(Data extracted from a collection)
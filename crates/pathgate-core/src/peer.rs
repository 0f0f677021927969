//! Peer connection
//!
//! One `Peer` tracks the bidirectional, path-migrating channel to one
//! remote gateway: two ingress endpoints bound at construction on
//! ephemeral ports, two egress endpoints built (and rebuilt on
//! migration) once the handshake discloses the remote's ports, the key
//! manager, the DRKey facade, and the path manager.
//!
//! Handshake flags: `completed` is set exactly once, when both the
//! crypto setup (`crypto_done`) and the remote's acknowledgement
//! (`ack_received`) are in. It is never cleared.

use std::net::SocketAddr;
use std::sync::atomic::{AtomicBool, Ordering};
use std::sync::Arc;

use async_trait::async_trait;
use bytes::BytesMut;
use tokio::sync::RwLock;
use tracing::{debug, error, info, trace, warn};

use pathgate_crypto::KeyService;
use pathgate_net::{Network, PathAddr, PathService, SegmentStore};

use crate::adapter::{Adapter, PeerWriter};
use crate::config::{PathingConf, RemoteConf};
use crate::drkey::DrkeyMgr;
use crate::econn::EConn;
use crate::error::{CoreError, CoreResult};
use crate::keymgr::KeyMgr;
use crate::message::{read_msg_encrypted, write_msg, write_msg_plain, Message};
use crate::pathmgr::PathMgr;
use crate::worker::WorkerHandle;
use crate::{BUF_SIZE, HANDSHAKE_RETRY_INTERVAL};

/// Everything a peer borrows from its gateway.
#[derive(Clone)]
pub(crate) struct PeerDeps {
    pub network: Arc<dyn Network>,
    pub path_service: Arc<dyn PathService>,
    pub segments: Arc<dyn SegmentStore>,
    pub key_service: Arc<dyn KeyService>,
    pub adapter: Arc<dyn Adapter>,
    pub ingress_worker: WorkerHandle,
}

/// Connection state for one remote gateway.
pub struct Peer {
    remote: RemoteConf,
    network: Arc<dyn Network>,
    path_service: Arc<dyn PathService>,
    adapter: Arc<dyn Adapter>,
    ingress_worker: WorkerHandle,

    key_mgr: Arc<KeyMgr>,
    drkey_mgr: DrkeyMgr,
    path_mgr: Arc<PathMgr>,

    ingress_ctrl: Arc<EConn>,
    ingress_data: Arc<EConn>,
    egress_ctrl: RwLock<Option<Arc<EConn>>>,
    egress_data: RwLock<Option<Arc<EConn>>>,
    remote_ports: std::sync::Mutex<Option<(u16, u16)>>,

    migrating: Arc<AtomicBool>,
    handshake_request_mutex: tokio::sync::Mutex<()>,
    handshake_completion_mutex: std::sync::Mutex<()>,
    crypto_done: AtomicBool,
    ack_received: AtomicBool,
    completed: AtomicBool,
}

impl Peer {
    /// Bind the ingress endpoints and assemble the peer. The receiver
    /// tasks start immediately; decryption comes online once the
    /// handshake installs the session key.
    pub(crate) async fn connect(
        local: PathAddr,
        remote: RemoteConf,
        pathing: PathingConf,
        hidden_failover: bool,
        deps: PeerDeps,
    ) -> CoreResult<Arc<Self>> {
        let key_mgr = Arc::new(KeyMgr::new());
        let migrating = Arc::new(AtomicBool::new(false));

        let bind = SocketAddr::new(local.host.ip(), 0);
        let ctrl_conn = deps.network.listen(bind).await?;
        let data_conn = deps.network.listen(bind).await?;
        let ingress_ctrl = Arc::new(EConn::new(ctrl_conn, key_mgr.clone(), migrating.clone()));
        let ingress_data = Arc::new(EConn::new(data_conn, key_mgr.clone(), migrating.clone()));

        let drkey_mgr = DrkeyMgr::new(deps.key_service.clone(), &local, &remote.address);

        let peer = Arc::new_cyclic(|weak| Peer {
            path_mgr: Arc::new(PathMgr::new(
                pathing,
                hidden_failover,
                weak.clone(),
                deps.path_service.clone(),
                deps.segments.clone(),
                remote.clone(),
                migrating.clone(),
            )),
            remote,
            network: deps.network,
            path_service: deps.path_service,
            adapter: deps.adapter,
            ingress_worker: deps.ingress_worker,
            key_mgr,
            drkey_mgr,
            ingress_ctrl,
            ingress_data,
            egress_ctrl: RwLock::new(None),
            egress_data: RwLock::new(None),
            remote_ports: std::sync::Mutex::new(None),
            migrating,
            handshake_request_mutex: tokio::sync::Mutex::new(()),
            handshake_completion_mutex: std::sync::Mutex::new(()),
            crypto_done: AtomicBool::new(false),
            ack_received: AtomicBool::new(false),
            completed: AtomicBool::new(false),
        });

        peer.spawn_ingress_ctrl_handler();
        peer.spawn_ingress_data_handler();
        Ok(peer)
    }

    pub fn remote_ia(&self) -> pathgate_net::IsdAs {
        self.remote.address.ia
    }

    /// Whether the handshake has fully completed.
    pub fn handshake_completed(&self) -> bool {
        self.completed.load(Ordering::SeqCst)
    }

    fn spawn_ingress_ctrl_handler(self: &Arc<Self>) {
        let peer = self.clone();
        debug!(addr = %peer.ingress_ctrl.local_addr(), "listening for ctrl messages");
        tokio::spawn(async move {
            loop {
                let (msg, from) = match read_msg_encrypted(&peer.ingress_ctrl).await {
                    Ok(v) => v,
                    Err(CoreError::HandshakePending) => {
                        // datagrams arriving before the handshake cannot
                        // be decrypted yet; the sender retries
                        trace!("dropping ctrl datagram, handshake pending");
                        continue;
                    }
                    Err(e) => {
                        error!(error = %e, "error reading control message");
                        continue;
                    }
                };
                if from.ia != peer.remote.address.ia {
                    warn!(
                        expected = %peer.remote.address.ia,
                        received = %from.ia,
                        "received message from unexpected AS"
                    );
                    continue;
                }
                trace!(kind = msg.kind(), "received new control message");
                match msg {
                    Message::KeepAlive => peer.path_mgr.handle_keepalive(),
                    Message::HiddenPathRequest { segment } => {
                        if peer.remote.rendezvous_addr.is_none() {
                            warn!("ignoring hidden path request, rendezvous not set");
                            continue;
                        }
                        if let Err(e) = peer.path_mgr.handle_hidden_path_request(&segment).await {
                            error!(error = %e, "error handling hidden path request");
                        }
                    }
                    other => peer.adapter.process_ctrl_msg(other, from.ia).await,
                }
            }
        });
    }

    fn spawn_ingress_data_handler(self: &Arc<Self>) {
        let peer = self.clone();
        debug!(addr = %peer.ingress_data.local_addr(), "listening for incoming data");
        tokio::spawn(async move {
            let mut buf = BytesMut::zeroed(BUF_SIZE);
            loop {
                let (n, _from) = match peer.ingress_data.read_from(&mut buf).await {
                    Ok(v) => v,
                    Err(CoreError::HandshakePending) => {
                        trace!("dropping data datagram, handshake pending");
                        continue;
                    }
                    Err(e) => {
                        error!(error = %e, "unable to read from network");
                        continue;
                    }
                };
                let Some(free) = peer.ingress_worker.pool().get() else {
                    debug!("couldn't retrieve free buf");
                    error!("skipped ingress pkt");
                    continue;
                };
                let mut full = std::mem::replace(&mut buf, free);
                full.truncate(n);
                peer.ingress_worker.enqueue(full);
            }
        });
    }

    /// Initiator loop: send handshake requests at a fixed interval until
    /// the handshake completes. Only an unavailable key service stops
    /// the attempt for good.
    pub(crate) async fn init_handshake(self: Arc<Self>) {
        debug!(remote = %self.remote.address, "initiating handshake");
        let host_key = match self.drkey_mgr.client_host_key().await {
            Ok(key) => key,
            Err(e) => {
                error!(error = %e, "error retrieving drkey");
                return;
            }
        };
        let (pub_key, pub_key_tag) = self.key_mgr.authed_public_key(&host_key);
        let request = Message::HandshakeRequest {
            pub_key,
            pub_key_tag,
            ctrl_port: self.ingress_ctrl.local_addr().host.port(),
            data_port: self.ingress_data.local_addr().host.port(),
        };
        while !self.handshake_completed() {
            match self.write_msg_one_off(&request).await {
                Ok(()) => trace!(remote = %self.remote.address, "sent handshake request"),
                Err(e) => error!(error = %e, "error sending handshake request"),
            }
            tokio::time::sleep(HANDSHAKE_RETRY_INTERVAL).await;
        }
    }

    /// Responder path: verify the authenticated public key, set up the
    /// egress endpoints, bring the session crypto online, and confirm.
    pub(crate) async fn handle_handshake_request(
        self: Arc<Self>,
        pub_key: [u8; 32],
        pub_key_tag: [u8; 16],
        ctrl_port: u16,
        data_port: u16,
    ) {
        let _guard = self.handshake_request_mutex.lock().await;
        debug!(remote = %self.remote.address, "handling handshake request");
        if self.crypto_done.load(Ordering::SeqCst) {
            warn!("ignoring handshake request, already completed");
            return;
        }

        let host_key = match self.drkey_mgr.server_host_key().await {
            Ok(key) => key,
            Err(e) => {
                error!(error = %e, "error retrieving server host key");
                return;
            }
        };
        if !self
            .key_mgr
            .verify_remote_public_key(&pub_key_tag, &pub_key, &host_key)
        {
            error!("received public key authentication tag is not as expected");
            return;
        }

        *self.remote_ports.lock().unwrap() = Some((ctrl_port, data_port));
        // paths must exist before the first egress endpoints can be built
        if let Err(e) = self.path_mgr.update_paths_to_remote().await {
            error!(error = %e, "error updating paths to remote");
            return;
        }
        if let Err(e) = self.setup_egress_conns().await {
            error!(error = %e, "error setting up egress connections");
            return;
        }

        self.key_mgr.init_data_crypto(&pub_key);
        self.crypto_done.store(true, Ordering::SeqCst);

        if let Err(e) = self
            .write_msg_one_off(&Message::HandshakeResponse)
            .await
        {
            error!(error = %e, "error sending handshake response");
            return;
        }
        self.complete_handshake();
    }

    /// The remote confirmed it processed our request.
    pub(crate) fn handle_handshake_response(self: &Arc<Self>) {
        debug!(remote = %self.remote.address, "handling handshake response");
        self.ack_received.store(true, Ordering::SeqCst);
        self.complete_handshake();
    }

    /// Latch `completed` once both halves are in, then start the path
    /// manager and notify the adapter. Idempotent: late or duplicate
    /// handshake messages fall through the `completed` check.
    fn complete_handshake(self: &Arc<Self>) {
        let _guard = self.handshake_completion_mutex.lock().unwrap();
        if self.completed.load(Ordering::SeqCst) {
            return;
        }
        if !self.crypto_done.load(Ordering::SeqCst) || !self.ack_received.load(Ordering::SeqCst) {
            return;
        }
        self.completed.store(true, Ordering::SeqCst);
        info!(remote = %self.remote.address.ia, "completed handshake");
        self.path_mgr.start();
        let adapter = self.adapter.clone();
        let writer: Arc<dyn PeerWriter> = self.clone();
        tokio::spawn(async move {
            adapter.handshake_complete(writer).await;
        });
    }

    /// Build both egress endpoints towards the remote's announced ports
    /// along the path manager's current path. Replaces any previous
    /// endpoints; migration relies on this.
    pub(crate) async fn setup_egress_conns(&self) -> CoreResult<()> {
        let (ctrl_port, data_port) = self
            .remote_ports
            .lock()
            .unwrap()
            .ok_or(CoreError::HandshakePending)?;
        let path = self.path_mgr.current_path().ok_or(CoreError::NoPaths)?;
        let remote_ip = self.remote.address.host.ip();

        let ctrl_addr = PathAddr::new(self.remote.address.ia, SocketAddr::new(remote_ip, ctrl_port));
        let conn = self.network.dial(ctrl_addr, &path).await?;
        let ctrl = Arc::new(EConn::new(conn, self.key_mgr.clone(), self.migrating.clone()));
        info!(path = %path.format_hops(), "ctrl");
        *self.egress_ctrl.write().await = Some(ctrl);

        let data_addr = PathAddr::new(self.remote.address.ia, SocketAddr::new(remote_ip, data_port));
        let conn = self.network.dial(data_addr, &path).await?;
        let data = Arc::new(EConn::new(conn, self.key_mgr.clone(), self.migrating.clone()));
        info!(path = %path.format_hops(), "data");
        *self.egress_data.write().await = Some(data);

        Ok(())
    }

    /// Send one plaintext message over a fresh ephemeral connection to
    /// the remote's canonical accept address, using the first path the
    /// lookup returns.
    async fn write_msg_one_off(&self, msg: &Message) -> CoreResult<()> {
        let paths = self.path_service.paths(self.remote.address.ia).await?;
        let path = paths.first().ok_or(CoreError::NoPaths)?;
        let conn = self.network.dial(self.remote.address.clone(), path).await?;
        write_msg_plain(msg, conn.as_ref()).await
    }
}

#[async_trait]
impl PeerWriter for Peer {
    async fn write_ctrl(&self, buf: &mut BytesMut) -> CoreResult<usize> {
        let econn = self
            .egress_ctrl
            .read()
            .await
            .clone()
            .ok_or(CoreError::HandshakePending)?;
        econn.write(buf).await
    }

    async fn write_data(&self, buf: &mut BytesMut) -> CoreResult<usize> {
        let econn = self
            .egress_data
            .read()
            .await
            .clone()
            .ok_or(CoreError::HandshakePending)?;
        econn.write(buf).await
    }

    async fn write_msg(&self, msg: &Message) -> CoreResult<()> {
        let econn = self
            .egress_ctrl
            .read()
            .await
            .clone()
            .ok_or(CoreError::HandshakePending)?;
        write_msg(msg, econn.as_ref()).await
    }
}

Exercise
A copy of each line above that holds the word "PeerDeps" is the expected answer.

Reply to the task
pub(crate) struct PeerDeps {
        deps: PeerDeps,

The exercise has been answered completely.